▶ [Prompt] Every entry should be transcribed word for word, so that nothing is missing.

Dataset entries:
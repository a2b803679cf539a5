//! Re-running find-or-create operations on retryable conflicts.

use crate::error::MetadataResult;
use std::future::Future;

/// Run `op` until it succeeds, fails with a non-retryable error, or has been
/// attempted `max_attempts` times (at least once). The last error is returned.
pub async fn safe_find_or_create<T, F, Fut>(max_attempts: u32, mut op: F) -> MetadataResult<T>
where
    F: FnMut() -> Fut,
    Fut: Future<Output = MetadataResult<T>>,
{
    let max_attempts = max_attempts.max(1);
    let mut attempt = 1;
    loop {
        match op().await {
            Err(err) if err.is_retryable() && attempt < max_attempts => {
                tracing::debug!(attempt, max_attempts, error = %err, "retrying after conflict");
                attempt += 1;
            }
            result => return result,
        }
    }
}
//! Database models mapping to the metadata schema.

use crate::error::MetadataResult;
use lookout_core::{Resource, ResourceDefinition, ResourceType, ResourceUser, Version};
use sqlx::FromRow;
use uuid::Uuid;

// =============================================================================
// Teams, pipelines, builds
// =============================================================================

#[derive(Debug, Clone, FromRow)]
pub struct TeamRow {
    pub id: i64,
    pub name: String,
}

#[derive(Debug, Clone, FromRow)]
pub struct PipelineRow {
    pub id: i64,
    pub team_id: i64,
    pub name: String,
    pub paused: bool,
}

#[derive(Debug, Clone, FromRow)]
pub struct BuildRow {
    pub id: i64,
    pub team_id: i64,
    pub pipeline_id: Option<i64>,
    pub name: String,
    pub status: String,
}

// =============================================================================
// Resources and resource types
// =============================================================================

/// Resource record joined with its pipeline's name.
///
/// `config` holds the JSON-encoded [`ResourceDefinition`].
#[derive(Debug, Clone, FromRow)]
pub struct ResourceRow {
    pub id: i64,
    pub pipeline_id: i64,
    pub pipeline_name: String,
    pub name: String,
    pub config: String,
    pub check_error: Option<String>,
    pub paused: bool,
    pub active: bool,
}

impl ResourceRow {
    pub fn definition(&self) -> MetadataResult<ResourceDefinition> {
        Ok(serde_json::from_str(&self.config)?)
    }

    pub fn into_resource(self) -> MetadataResult<Resource> {
        let definition = self.definition()?;
        Ok(Resource {
            id: self.id,
            name: self.name,
            pipeline_id: self.pipeline_id,
            pipeline_name: self.pipeline_name,
            type_name: definition.type_name,
            source: definition.source,
            check_every: definition.check_every,
            tags: definition.tags,
            check_error: self.check_error,
            paused: self.paused,
        })
    }
}

/// Pipeline-defined resource type; `version` is the JSON-encoded current
/// version of the type's own image.
#[derive(Debug, Clone, FromRow)]
pub struct ResourceTypeRow {
    pub id: i64,
    pub pipeline_id: i64,
    pub name: String,
    pub config: String,
    pub version: Option<String>,
    pub active: bool,
}

impl ResourceTypeRow {
    pub fn into_resource_type(self) -> MetadataResult<ResourceType> {
        let definition: ResourceDefinition = serde_json::from_str(&self.config)?;
        let version = self
            .version
            .as_deref()
            .map(serde_json::from_str::<Version>)
            .transpose()?;
        Ok(ResourceType {
            id: self.id,
            name: self.name,
            pipeline_id: self.pipeline_id,
            type_name: definition.type_name,
            source: definition.source,
            check_every: definition.check_every,
            tags: definition.tags,
            version,
        })
    }
}

// =============================================================================
// Config identities and the usage ledger
// =============================================================================

/// Worker-provided type registered as a config parent.
#[derive(Debug, Clone, PartialEq, Eq, FromRow)]
pub struct BaseResourceTypeRow {
    pub id: i64,
    pub name: String,
}

/// Persisted config identity. Exactly one parent column is set.
#[derive(Debug, Clone, PartialEq, Eq, FromRow)]
pub struct ResourceConfigRow {
    pub id: i64,
    pub resource_cache_id: Option<i64>,
    pub base_resource_type_id: Option<i64>,
    pub source_hash: String,
}

/// Usage edge from a build, resource, or resource type to a config.
#[derive(Debug, Clone, PartialEq, Eq, FromRow)]
pub struct ResourceConfigUseRow {
    pub id: i64,
    pub resource_config_id: i64,
    pub build_id: Option<i64>,
    pub resource_id: Option<i64>,
    pub resource_type_id: Option<i64>,
}

impl ResourceConfigUseRow {
    pub fn user(&self) -> Option<ResourceUser> {
        ResourceUser::from_columns(self.build_id, self.resource_id, self.resource_type_id)
    }
}

#[derive(Debug, Clone, PartialEq, Eq, FromRow)]
pub struct ResourceCacheRow {
    pub id: i64,
    pub resource_config_id: i64,
    pub version: String,
    pub version_hash: String,
    pub params: String,
    pub params_hash: String,
}

/// A resolved config identity together with its resolved parent chain.
#[derive(Debug, Clone, PartialEq, Eq)]
pub struct UsedResourceConfig {
    pub id: i64,
    pub created_by: UsedConfigParent,
}

#[derive(Debug, Clone, PartialEq, Eq)]
pub enum UsedConfigParent {
    BaseResourceType(UsedBaseResourceType),
    ResourceCache(Box<UsedResourceCache>),
}

#[derive(Debug, Clone, PartialEq, Eq)]
pub struct UsedBaseResourceType {
    pub id: i64,
    pub name: String,
}

#[derive(Debug, Clone, PartialEq, Eq)]
pub struct UsedResourceCache {
    pub id: i64,
    pub resource_config: UsedResourceConfig,
    pub version: Version,
}

impl UsedResourceConfig {
    /// The base type at the bottom of the chain.
    pub fn base_resource_type(&self) -> &UsedBaseResourceType {
        match &self.created_by {
            UsedConfigParent::BaseResourceType(base) => base,
            UsedConfigParent::ResourceCache(cache) => cache.resource_config.base_resource_type(),
        }
    }
}

// =============================================================================
// Versions and checking leases
// =============================================================================

/// A discovered version; `version` is JSON-encoded.
#[derive(Debug, Clone, FromRow)]
pub struct VersionedResourceRow {
    pub id: i64,
    pub resource_id: i64,
    pub version: String,
    pub version_hash: String,
    pub check_order: i64,
}

impl VersionedResourceRow {
    pub fn version(&self) -> MetadataResult<Version> {
        Ok(serde_json::from_str(&self.version)?)
    }
}

/// A held checking lease. Only the holder of `lease_id` can release it.
#[derive(Debug, Clone, PartialEq, Eq)]
pub struct CheckingLease {
    pub resource_id: i64,
    pub lease_id: Uuid,
    pub expires_at_ms: i64,
}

▶ [Exercise result]
repository a2b803679cf539a5
//! Re-running find-or-create operations on retryable conflicts.

use crate::error::MetadataResult;
use std::future::Future;

/// Run `op` until it succeeds, fails with a non-retryable error, or has been
/// attempted `max_attempts` times (at least once). The last error is returned.
pub async fn safe_find_or_create<T, F, Fut>(max_attempts: u32, mut op: F) -> MetadataResult<T>
where
    F: FnMut() -> Fut,
    Fut: Future<Output = MetadataResult<T>>,
{
    let max_attempts = max_attempts.max(1);
    let mut attempt = 1;
    loop {
        match op().await {
            Err(err) if err.is_retryable() && attempt < max_attempts => {
                tracing::debug!(attempt, max_attempts, error = %err, "retrying after conflict");
                attempt += 1;
            }
            result => return result,
        }
    }
}
//! Database models mapping to the metadata schema.

use crate::error::MetadataResult;
use lookout_core::{Resource, ResourceDefinition, ResourceType, ResourceUser, Version};
use sqlx::FromRow;
use uuid::Uuid;

// =============================================================================
// Teams, pipelines, builds
// =============================================================================

#[derive(Debug, Clone, FromRow)]
pub struct TeamRow {
    pub id: i64,
    pub name: String,
}

#[derive(Debug, Clone, FromRow)]
pub struct PipelineRow {
    pub id: i64,
    pub team_id: i64,
    pub name: String,
    pub paused: bool,
}

#[derive(Debug, Clone, FromRow)]
pub struct BuildRow {
    pub id: i64,
    pub team_id: i64,
    pub pipeline_id: Option<i64>,
    pub name: String,
    pub status: String,
}

// =============================================================================
// Resources and resource types
// =============================================================================

/// Resource record joined with its pipeline's name.
///
/// `config` holds the JSON-encoded [`ResourceDefinition`].
#[derive(Debug, Clone, FromRow)]
pub struct ResourceRow {
    pub id: i64,
    pub pipeline_id: i64,
    pub pipeline_name: String,
    pub name: String,
    pub config: String,
    pub check_error: Option<String>,
    pub paused: bool,
    pub active: bool,
}

impl ResourceRow {
    pub fn definition(&self) -> MetadataResult<ResourceDefinition> {
        Ok(serde_json::from_str(&self.config)?)
    }

    pub fn into_resource(self) -> MetadataResult<Resource> {
        let definition = self.definition()?;
        Ok(Resource {
            id: self.id,
            name: self.name,
            pipeline_id: self.pipeline_id,
            pipeline_name: self.pipeline_name,
            type_name: definition.type_name,
            source: definition.source,
            check_every: definition.check_every,
            tags: definition.tags,
            check_error: self.check_error,
            paused: self.paused,
        })
    }
}

/// Pipeline-defined resource type; `version` is the JSON-encoded current
/// version of the type's own image.
#[derive(Debug, Clone, FromRow)]
pub struct ResourceTypeRow {
    pub id: i64,
    pub pipeline_id: i64,
    pub name: String,
    pub config: String,
    pub version: Option<String>,
    pub active: bool,
}

impl ResourceTypeRow {
    pub fn into_resource_type(self) -> MetadataResult<ResourceType> {
        let definition: ResourceDefinition = serde_json::from_str(&self.config)?;
        let version = self
            .version
            .as_deref()
            .map(serde_json::from_str::<Version>)
            .transpose()?;
        Ok(ResourceType {
            id: self.id,
            name: self.name,
            pipeline_id: self.pipeline_id,
            type_name: definition.type_name,
            source: definition.source,
            check_every: definition.check_every,
            tags: definition.tags,
            version,
        })
    }
}

// =============================================================================
// Config identities and the usage ledger
// =============================================================================

/// Worker-provided type registered as a config parent.
#[derive(Debug, Clone, PartialEq, Eq, FromRow)]
pub struct BaseResourceTypeRow {
    pub id: i64,
    pub name: String,
}

/// Persisted config identity. Exactly one parent column is set.
#[derive(Debug, Clone, PartialEq, Eq, FromRow)]
pub struct ResourceConfigRow {
    pub id: i64,
    pub resource_cache_id: Option<i64>,
    pub base_resource_type_id: Option<i64>,
    pub source_hash: String,
}

/// Usage edge from a build, resource, or resource type to a config.
#[derive(Debug, Clone, PartialEq, Eq, FromRow)]
pub struct ResourceConfigUseRow {
    pub id: i64,
    pub resource_config_id: i64,
    pub build_id: Option<i64>,
    pub resource_id: Option<i64>,
    pub resource_type_id: Option<i64>,
}

impl ResourceConfigUseRow {
    pub fn user(&self) -> Option<ResourceUser> {
        ResourceUser::from_columns(self.build_id, self.resource_id, self.resource_type_id)
    }
}

#[derive(Debug, Clone, PartialEq, Eq, FromRow)]
pub struct ResourceCacheRow {
    pub id: i64,
    pub resource_config_id: i64,
    pub version: String,
    pub version_hash: String,
    pub params: String,
    pub params_hash: String,
}

/// A resolved config identity together with its resolved parent chain.
#[derive(Debug, Clone, PartialEq, Eq)]
pub struct UsedResourceConfig {
    pub id: i64,
    pub created_by: UsedConfigParent,
}

#[derive(Debug, Clone, PartialEq, Eq)]
pub enum UsedConfigParent {
    BaseResourceType(UsedBaseResourceType),
    ResourceCache(Box<UsedResourceCache>),
}

#[derive(Debug, Clone, PartialEq, Eq)]
pub struct UsedBaseResourceType {
    pub id: i64,
    pub name: String,
}

#[derive(Debug, Clone, PartialEq, Eq)]
pub struct UsedResourceCache {
    pub id: i64,
    pub resource_config: UsedResourceConfig,
    pub version: Version,
}

impl UsedResourceConfig {
    /// The base type at the bottom of the chain.
    pub fn base_resource_type(&self) -> &UsedBaseResourceType {
        match &self.created_by {
            UsedConfigParent::BaseResourceType(base) => base,
            UsedConfigParent::ResourceCache(cache) => cache.resource_config.base_resource_type(),
        }
    }
}

// =============================================================================
// Versions and checking leases
// =============================================================================

/// A discovered version; `version` is JSON-encoded.
#[derive(Debug, Clone, FromRow)]
pub struct VersionedResourceRow {
    pub id: i64,
    pub resource_id: i64,
    pub version: String,
    pub version_hash: String,
    pub check_order: i64,
}

impl VersionedResourceRow {
    pub fn version(&self) -> MetadataResult<Version> {
        Ok(serde_json::from_str(&self.version)?)
    }
}

/// A held checking lease. Only the holder of `lease_id` can release it.
#[derive(Debug, Clone, PartialEq, Eq)]
pub struct CheckingLease {
    pub resource_id: i64,
    pub lease_id: Uuid,
    pub expires_at_ms: i64,
}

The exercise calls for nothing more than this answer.